Action item
Find the line in the entries below that contains "let kind = match". Repeat it exactly, and every line after it through the line that contains "let md_path = stored_path(ws, &formatted.markdown)?;".

Dataset entries
● ● ● ● ●

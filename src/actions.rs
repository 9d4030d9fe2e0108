//! The named operations behind the CLI: `convert`, `format`, `publish`,
//! `export` and `reformat`.
//!
//! ```text
//! RAW ──convert──▶ CONVERTED(md) ──render──▶ RENDERED(html) ──minify──▶ MINIFIED ──upload──▶ PUBLISHED
//! ```
//!
//! Every action checks its admission gate before doing any work. Stages run
//! strictly in order; the first failure aborts the rest and the error names
//! the stages that completed. Items already saved stay in the workspace.
//! `convert`, `format` and `export` consult the action cache unless
//! [`Context::rerun`] is set.

use crate::config::{ConvertOptions, FormatOptions};
use crate::convert::convert_item;
use crate::error::{PublishError, Result, TextpressError};
use crate::item::{Format, Item, ItemType};
use crate::pipeline::{cleanup, docx_export, minify, render};
use crate::precondition::{document_input, export_input};
use crate::publish::{Manifest, Publisher};
use crate::workspace::Workspace;
use std::path::PathBuf;
use std::time::Instant;
use tracing::{debug, error, info, warn};

/// What every action runs against.
pub struct Context<'a> {
    pub workspace: &'a Workspace,
    /// Ignore cached results and recompute.
    pub rerun: bool,
}

impl<'a> Context<'a> {
    pub fn new(workspace: &'a Workspace) -> Self {
        Self {
            workspace,
            rerun: false,
        }
    }

    pub fn rerun(mut self, rerun: bool) -> Self {
        self.rerun = rerun;
        self
    }

    fn cached(&self, operation: &str, key: &str) -> Option<Vec<Item>> {
        if self.rerun {
            debug!(operation, "Rerun requested; skipping cache");
            return None;
        }
        self.workspace.cache_get(key)
    }
}

// ── Progress ─────────────────────────────────────────────────────────────

/// Stages completed so far in one pipeline run.
#[derive(Debug, Default)]
pub struct PipelineProgress {
    completed: Vec<&'static str>,
}

impl PipelineProgress {
    pub fn new() -> Self {
        Self::default()
    }

    pub fn completed(&self) -> &[&'static str] {
        &self.completed
    }

    /// Record the outcome of `stage`. A stage failure is annotated with the
    /// stages that finished before it.
    pub fn step<T>(&mut self, stage: &'static str, result: Result<T>) -> Result<T> {
        match result {
            Ok(value) => {
                debug!(stage, "Stage complete");
                self.completed.push(stage);
                Ok(value)
            }
            Err(TextpressError::StageFailed { stage, detail, .. }) => Err(TextpressError::StageFailed {
                stage,
                completed: self.completed.clone(),
                detail,
            }),
            Err(other) => Err(other),
        }
    }
}

// ── convert ──────────────────────────────────────────────────────────────

/// Convert `input` to Markdown and save it under `exports/`.
pub async fn convert(ctx: &Context<'_>, input: &Item, options: &ConvertOptions) -> Result<Item> {
    document_input().check("convert", input)?;
    let mut progress = PipelineProgress::new();
    convert_stage(ctx, input, options, &mut progress).await
}

async fn convert_stage(
    ctx: &Context<'_>,
    input: &Item,
    options: &ConvertOptions,
    progress: &mut PipelineProgress,
) -> Result<Item> {
    let ws = ctx.workspace;
    let key = ws.action_key("convert", options, input)?;
    if let Some(mut hit) = ctx.cached("convert", &key) {
        if let Some(item) = hit.pop() {
            info!(item = %item, "Using cached conversion");
            progress.step("convert", Ok(()))?;
            return Ok(item);
        }
    }

    let converted = progress.step("convert", convert_item(input, options).await)?;
    let saved = ws.save(&converted)?;
    ws.cache_put("convert", &key, std::slice::from_ref(&saved))?;
    Ok(saved)
}

// ── format ───────────────────────────────────────────────────────────────

/// The Markdown and HTML items produced by [`format`], saved under matching
/// file names.
#[derive(Debug, Clone)]
pub struct Formatted {
    pub markdown: Item,
    pub html: Item,
}

/// Convert, render and (unless disabled) minify `input`.
pub async fn format(ctx: &Context<'_>, input: &Item, options: &FormatOptions) -> Result<Formatted> {
    document_input().check("format", input)?;
    let start = Instant::now();
    let ws = ctx.workspace;
    let key = ws.action_key("format", options, input)?;
    if let Some(hit) = ctx.cached("format", &key) {
        if let [markdown, html] = hit.as_slice() {
            info!(html = %html, "Using cached format output");
            return Ok(Formatted {
                markdown: markdown.clone(),
                html: html.clone(),
            });
        }
    }

    let mut progress = PipelineProgress::new();
    let markdown = convert_stage(ctx, input, &options.convert, &mut progress).await?;
    let html = progress.step("render", render::render_page(&markdown, &options.render))?;
    let html = if options.no_minify {
        debug!("Minification disabled");
        html
    } else {
        progress.step("minify", minify::minify_item(&html))?
    };

    // Same stem as the Markdown file saved by the convert stage.
    let html = ws.save_as(&html, &format!("{}.html", markdown.slug()))?;
    ws.cache_put("format", &key, &[markdown.clone(), html.clone()])?;

    info!(
        stages = ?progress.completed(),
        html = %html,
        elapsed_ms = start.elapsed().as_millis() as u64,
        "Formatted"
    );
    Ok(Formatted { markdown, html })
}

// ── publish ──────────────────────────────────────────────────────────────

#[derive(Debug, Clone, Default)]
pub struct PublishOptions {
    pub format: FormatOptions,
    /// Do not open the published page in a browser.
    pub no_open: bool,
}

/// A completed upload.
#[derive(Debug, Clone)]
pub struct Published {
    pub manifest: Manifest,
    /// The manifest as stored in the workspace.
    pub manifest_item: Item,
    /// Public URL of the HTML page.
    pub url: String,
    pub opened: bool,
}

/// Outcome of [`publish`]. The format step always completed; the upload may
/// not have.
#[derive(Debug)]
pub struct PublishReport {
    pub formatted: Formatted,
    pub outcome: std::result::Result<Published, TextpressError>,
}

impl PublishReport {
    pub fn is_success(&self) -> bool {
        self.outcome.is_ok()
    }

    pub fn url(&self) -> Option<&str> {
        self.outcome.as_ref().ok().map(|p| p.url.as_str())
    }
}

/// Format `input`, then upload the HTML page and its Markdown source.
///
/// `connect` supplies the publisher; it is called after formatting and
/// before any upload. `open_url` opens the published page when a username
/// is configured and `no_open` is not set.
///
/// Errors from formatting are returned as `Err`. Failures of the upload
/// itself are logged and reported in [`PublishReport::outcome`].
pub async fn publish(
    ctx: &Context<'_>,
    input: &Item,
    options: &PublishOptions,
    connect: impl FnOnce() -> std::result::Result<Publisher, PublishError>,
    open_url: &dyn Fn(&str) -> std::io::Result<()>,
) -> Result<PublishReport> {
    document_input().check("publish", input)?;
    let formatted = format(ctx, input, &options.format).await?;
    let outcome = upload(ctx, &formatted, options, connect, open_url).await;
    if let Err(ref e) = outcome {
        let kind = match e {
            TextpressError::Publish(p) => p.kind(),
            _ => "unexpected",
        };
        error!(kind, error = %e, html = %formatted.html, "Publish failed");
    }
    Ok(PublishReport { formatted, outcome })
}

async fn upload(
    ctx: &Context<'_>,
    formatted: &Formatted,
    options: &PublishOptions,
    connect: impl FnOnce() -> std::result::Result<Publisher, PublishError>,
    open_url: &dyn Fn(&str) -> std::io::Result<()>,
) -> Result<Published> {
    let ws = ctx.workspace;
    let publisher = connect()?;

    let html_path = stored_path(ws, &formatted.html)?;
    let md_path = stored_path(ws, &formatted.markdown)?;
    let html_name = file_name(&html_path)?;

    let manifest = publisher.publish(&[html_path, md_path]).await?;
    let url = publisher.url_for(&html_name);

    let json = serde_json::to_string_pretty(&manifest)
        .map_err(|e| TextpressError::Internal(format!("cannot serialise manifest: {e}")))?;
    let manifest_item = formatted
        .html
        .derived_copy()
        .with_type(ItemType::Config)
        .with_format(Format::Json)
        .with_title(Some("manifest".to_string()))
        .with_body(json);
    let manifest_item = ws.save(&manifest_item)?;
    info!(url = %url, files = manifest.len(), "Published");

    let opened = if publisher.config.username.is_some() && !options.no_open {
        match open_url(&url) {
            Ok(()) => true,
            Err(e) => {
                warn!(url = %url, error = %e, "Could not open browser");
                false
            }
        }
    } else {
        false
    };

    Ok(Published {
        manifest,
        manifest_item,
        url,
        opened,
    })
}

fn stored_path(ws: &Workspace, item: &Item) -> Result<PathBuf> {
    ws.content_path(item).ok_or_else(|| TextpressError::Workspace {
        path: ws.store_root().to_path_buf(),
        detail: format!("item {item} has not been saved"),
    })
}

fn file_name(path: &std::path::Path) -> Result<String> {
    path.file_name()
        .and_then(|n| n.to_str())
        .map(str::to_string)
        .ok_or_else(|| TextpressError::Internal(format!("no file name in '{}'", path.display())))
}

// ── export ───────────────────────────────────────────────────────────────

/// Convert `input` to Markdown, then write a `.docx` export next to it.
pub async fn export(ctx: &Context<'_>, input: &Item, options: &ConvertOptions) -> Result<Item> {
    export_input().check("export", input)?;
    let ws = ctx.workspace;
    let key = ws.action_key("export", options, input)?;
    if let Some(mut hit) = ctx.cached("export", &key) {
        if let Some(item) = hit.pop() {
            info!(item = %item, "Using cached export");
            return Ok(item);
        }
    }

    let mut progress = PipelineProgress::new();
    let markdown = convert_stage(ctx, input, options, &mut progress).await?;
    let title = markdown.title_or_heading();
    let bytes = progress.step(
        "export",
        docx_export::markdown_to_docx(markdown.body_str(), title.as_deref()),
    )?;
    let docx = markdown.derived_copy().with_format(Format::Docx);
    let docx = ws.save_binary(&docx, &format!("{}.docx", markdown.slug()), &bytes)?;
    ws.cache_put("export", &key, std::slice::from_ref(&docx))?;
    info!(item = %docx, bytes = bytes.len(), "Exported");
    Ok(docx)
}

// ── reformat ─────────────────────────────────────────────────────────────

/// Normalise a Markdown document. Needs no workspace.
pub fn reformat(markdown: &str) -> String {
    let out = cleanup::reformat_markdown(markdown);
    debug!(before = markdown.len(), after = out.len(), "Reformatted Markdown");
    out
}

● ● ● ● ●

Response area
        let kind = match e {
            TextpressError::Publish(p) => p.kind(),
            _ => "unexpected",
        };
        error!(kind, error = %e, html = %formatted.html, "Publish failed");
    }
    Ok(PublishReport { formatted, outcome })
}

async fn upload(
    ctx: &Context<'_>,
    formatted: &Formatted,
    options: &PublishOptions,
    connect: impl FnOnce() -> std::result::Result<Publisher, PublishError>,
    open_url: &dyn Fn(&str) -> std::io::Result<()>,
) -> Result<Published> {
    let ws = ctx.workspace;
    let publisher = connect()?;

    let html_path = stored_path(ws, &formatted.html)?;
    let md_path = stored_path(ws, &formatted.markdown)?;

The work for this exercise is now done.